Material provided:
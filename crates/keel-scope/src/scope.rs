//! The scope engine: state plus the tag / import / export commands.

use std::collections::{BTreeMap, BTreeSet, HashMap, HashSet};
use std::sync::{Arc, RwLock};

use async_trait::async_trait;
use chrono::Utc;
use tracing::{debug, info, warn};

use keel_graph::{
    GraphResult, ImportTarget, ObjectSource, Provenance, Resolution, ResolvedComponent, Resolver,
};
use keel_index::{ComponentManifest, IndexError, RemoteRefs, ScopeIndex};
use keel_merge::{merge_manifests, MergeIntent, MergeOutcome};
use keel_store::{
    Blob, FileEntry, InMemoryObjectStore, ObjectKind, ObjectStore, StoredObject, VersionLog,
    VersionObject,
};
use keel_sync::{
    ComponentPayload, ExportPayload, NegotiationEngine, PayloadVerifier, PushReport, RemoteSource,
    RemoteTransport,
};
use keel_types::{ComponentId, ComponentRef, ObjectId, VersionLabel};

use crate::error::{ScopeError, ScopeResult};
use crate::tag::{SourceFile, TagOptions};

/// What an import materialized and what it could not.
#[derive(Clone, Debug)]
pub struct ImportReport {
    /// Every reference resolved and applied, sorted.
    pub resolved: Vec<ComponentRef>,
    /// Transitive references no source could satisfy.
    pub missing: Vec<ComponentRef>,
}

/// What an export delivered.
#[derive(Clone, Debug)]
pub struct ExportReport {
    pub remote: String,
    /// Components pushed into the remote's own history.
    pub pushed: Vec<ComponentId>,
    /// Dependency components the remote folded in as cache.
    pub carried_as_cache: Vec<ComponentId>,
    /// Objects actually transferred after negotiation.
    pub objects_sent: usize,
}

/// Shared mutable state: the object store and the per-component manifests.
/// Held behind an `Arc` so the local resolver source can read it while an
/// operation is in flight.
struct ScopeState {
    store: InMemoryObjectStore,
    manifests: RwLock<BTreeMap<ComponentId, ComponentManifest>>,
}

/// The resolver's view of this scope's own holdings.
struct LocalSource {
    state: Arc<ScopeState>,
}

What to work on:
Examine the entries and say how many of their lines hold the word "could". No other words should accompany the number.

Answer to the exercise:
2